* **Given records**:
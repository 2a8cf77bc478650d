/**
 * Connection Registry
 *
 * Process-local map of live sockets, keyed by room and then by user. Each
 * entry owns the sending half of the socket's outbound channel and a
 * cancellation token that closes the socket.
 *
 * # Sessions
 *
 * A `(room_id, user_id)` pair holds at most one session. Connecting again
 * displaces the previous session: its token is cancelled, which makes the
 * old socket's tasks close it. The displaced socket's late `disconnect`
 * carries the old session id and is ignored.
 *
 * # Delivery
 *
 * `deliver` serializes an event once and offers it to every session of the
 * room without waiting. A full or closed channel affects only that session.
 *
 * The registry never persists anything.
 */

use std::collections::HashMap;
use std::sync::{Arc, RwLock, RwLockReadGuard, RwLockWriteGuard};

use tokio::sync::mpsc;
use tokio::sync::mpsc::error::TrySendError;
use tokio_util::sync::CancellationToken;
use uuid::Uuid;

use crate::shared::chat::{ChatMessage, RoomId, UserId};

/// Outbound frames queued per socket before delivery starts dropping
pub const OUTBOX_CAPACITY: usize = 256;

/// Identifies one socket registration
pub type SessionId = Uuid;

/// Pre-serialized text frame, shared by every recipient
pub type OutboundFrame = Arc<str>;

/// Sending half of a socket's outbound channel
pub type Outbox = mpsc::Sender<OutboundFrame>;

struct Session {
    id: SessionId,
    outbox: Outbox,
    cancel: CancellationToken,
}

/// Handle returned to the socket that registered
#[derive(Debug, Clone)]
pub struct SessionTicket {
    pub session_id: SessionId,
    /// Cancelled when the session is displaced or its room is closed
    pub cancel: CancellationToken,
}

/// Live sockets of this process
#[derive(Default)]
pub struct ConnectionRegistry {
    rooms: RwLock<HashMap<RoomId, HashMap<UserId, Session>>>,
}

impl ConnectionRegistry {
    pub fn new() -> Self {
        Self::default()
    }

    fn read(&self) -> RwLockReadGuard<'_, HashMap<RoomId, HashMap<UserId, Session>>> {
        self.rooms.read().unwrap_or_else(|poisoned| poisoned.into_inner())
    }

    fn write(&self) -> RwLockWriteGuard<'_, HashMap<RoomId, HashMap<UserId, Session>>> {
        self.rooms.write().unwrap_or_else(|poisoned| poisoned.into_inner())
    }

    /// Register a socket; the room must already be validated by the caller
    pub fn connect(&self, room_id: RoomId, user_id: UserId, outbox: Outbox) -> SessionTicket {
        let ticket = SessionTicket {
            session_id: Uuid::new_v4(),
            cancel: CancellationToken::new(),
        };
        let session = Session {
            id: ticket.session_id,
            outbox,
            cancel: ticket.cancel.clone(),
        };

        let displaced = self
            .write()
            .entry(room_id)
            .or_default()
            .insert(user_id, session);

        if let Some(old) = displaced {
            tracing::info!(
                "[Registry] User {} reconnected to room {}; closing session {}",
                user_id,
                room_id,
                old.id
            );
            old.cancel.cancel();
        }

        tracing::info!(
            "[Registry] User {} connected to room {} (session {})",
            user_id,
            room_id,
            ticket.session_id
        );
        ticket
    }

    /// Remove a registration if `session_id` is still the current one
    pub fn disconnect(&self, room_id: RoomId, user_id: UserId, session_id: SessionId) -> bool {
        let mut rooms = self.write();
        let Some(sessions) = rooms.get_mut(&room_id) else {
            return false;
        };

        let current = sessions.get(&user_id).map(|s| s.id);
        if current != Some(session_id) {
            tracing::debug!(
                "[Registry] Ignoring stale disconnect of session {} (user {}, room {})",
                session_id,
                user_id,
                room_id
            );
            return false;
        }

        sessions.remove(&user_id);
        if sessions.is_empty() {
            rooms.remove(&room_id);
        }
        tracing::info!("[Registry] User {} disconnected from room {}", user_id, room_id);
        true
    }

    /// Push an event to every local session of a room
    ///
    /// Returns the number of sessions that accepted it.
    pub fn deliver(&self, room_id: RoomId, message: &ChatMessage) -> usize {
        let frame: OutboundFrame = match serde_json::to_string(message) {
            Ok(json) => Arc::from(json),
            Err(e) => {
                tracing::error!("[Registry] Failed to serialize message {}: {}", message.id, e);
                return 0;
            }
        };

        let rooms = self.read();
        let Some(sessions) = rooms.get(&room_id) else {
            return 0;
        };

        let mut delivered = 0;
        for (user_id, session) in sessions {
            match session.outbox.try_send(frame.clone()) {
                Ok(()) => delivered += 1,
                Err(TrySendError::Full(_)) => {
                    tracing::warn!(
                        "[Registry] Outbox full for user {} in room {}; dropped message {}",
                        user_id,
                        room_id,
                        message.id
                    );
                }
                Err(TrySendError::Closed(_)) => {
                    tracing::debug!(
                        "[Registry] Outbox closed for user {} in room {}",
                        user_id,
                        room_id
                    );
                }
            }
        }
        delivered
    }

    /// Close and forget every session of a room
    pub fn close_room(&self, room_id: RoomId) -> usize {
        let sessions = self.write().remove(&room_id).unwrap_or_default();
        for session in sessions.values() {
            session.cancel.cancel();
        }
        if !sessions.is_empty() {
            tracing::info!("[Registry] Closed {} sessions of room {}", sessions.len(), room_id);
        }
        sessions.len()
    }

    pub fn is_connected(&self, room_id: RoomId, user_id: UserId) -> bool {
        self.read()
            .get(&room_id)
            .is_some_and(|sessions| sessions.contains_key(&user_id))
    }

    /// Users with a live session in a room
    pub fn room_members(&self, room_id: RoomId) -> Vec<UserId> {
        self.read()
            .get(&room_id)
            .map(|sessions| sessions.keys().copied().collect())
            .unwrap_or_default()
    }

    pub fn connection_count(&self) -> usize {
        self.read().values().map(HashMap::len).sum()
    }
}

* **Requirement**: Return only the lines of the records in which the string "shared" appears.

* **Expected output**:
use crate::shared::chat::{ChatMessage, RoomId, UserId};
/// Pre-serialized text frame, shared by every recipient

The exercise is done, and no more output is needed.